(Entries shown Opens)

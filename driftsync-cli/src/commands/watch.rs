//! `driftsync watch`: run the change-detection engine on its own.

use std::path::PathBuf;
use std::time::Duration;

use anyhow::{Context, Result};
use clap::Args;

use driftsync_watcher::{watch_dir, WatchOptions};

/// Watch DIRECTORY for changes, dumping the changed paths to a unique file
/// in OUTPUTDIR every few seconds. OUTPUTDIR must not be under DIRECTORY.
#[derive(Args, Debug)]
pub struct WatchArgs {
    /// Directory tree to watch.
    pub directory: PathBuf,

    /// Directory receiving changed-path batch files.
    pub output_dir: PathBuf,

    /// Seconds between writing change files.
    #[arg(short = 'i', long, default_value_t = 30)]
    pub dump_interval: u64,

    /// Seconds between full rescans of the tree.
    #[arg(short = 'f', long, default_value_t = 7200)]
    pub full_scan_interval: u64,

    /// Glob pattern to exclude (repeatable; default: *.tmp and *~).
    #[arg(short = 'e', long = "exclude", value_name = "PATTERN")]
    pub excludes: Vec<String>,

    /// Maximum depth to descend into subdirectories.
    #[arg(short = 'r', long, default_value_t = 20)]
    pub recursion_depth: u32,

    /// Seconds between change-queue processing runs.
    #[arg(short = 'q', long, default_value_t = 2)]
    pub queue_run_interval: u64,

    /// Maximum seconds to spend on one queue processing run.
    #[arg(short = 'm', long, default_value_t = 5)]
    pub queue_run_max: u64,
}

impl WatchArgs {
    pub fn run(self) -> Result<()> {
        let exit = crate::register_exit_flag()?;
        let options = WatchOptions {
            full_scan_interval: Duration::from_secs(self.full_scan_interval),
            queue_run_interval: Duration::from_secs(self.queue_run_interval),
            queue_run_max: Duration::from_secs(self.queue_run_max),
            dump_interval: Duration::from_secs(self.dump_interval),
            max_depth: self.recursion_depth,
            excludes: self.excludes,
        };
        watch_dir(&self.directory, &self.output_dir, &options, &exit)
            .with_context(|| format!("watching {}", self.directory.display()))
    }
}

(Entries shown Closes)

> Prompt:
Work through the records above line by line and count those that hold the string "between". Give only the result.

> Task output:
3